Center for Healthcare Policy and Research

Tamoxifen prevention of breast cancer: what is cost effective?

Principal Investigator
PI Home Department
Source of Support
Dates
Total Cost
Joy Melnikow, M.D.
Family and Community Medicine
National Cancer Institute
*on non cost extension
$577,591

Breast cancer is the second leading cause of death from cancer among women in the U.S. Interest in methods of preventing breast cancer is high. In 1998, the National Cancer Institute reported a 50% reduction in the incidence of breast cancer in women taking tamoxifen enrolled in the tamoxifen for breast cancer prevention trial. Numerous concerns remain regarding tamoxifen, including whether this preventive approach is acceptable to women at risk. In July 1999, the Breast Cancer Research Program (BCRP) funded “Tamoxifen Prevention: Is it acceptable to women at risk?” to develop a deeper understanding of how a diverse group of high- risk women weigh risk versus benefits in considering tamoxifen prevention. The study explored how information such as self-perceived breast cancer risk, NCI screening tool determined breast cancer risk, and education affect and influence women’s decisions.

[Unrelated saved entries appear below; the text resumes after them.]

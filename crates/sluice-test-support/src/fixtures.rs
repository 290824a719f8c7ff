//! Configuration and payload builders.

use serde_json::{Map, Value, json};
use sluice_config::{DelugeConfig, HostSettings, LoggingSettings, SluiceConfig};

/// Daemon settings pointing at a scripted host with the given alt-speed thresholds.
#[must_use]
pub fn deluge_config(download_alt_speed: f64, upload_alt_speed: f64) -> DelugeConfig {
    DelugeConfig {
        host: "deluge.test".to_string(),
        port: 58846,
        username: "localclient".to_string(),
        password: Some("secret".to_string()),
        name: "Deluge".to_string(),
        download_alt_speed,
        upload_alt_speed,
    }
}

/// Full document with default host cadence and logging.
#[must_use]
pub fn sluice_config(download_alt_speed: f64, upload_alt_speed: f64) -> SluiceConfig {
    SluiceConfig {
        deluge: deluge_config(download_alt_speed, upload_alt_speed),
        host: HostSettings::default(),
        logging: LoggingSettings::default(),
    }
}

/// Build a `core.get_torrents_status` reply from `(id, paused)` pairs.
#[must_use]
pub fn torrents_status(torrents: &[(&str, bool)]) -> Value {
    let mut status = Map::new();
    for (id, paused) in torrents {
        status.insert((*id).to_string(), json!({ "paused": paused }));
    }
    Value::Object(status)
}

/// Build a `core.get_session_state` reply from torrent ids.
#[must_use]
pub fn session_state(ids: &[&str]) -> Value {
    json!(ids)
}

#[cfg(test)]
mod tests {
    use super::*;

    #[test]
    fn torrents_status_maps_ids_to_paused_flags() {
        let status = torrents_status(&[("a", true), ("b", false)]);
        assert_eq!(status, json!({"a": {"paused": true}, "b": {"paused": false}}));
    }

    #[test]
    fn config_fixture_is_addressable() {
        let config = sluice_config(100.0, 50.0);
        assert_eq!(config.deluge.address(), "deluge.test:58846");
        assert_eq!(config.host, HostSettings::default());
    }
}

A structured interview (English or Spanish) combined qualitative and quantitative items and a standardized educational intervention describing potential beneficial and harmful outcomes of taking tamoxifen for breast cancer risk reduction was provided. 771 women were screened, 341 (44.2%) met eligibility criteria, and 255 (33.1%) completed interviews (76.9% White, 3.9% African American, 10.6% Latina, 7.0% Asian, 1.6% Native American). Interviewed women’s estimated mean five-year breast cancer risk was 2.8% and mean self-perceived 5-year risk was 32.7%. A minority of interviewed women were interested in tamoxifen following education and few shifted their previous inclination.

A cost effectiveness analysis of the use of tamoxifen for breast cancer risk reduction will use standard gamble utilities collected during the BCRP interview study. This analysis, funded by the National Cancer Institute, is still in progress.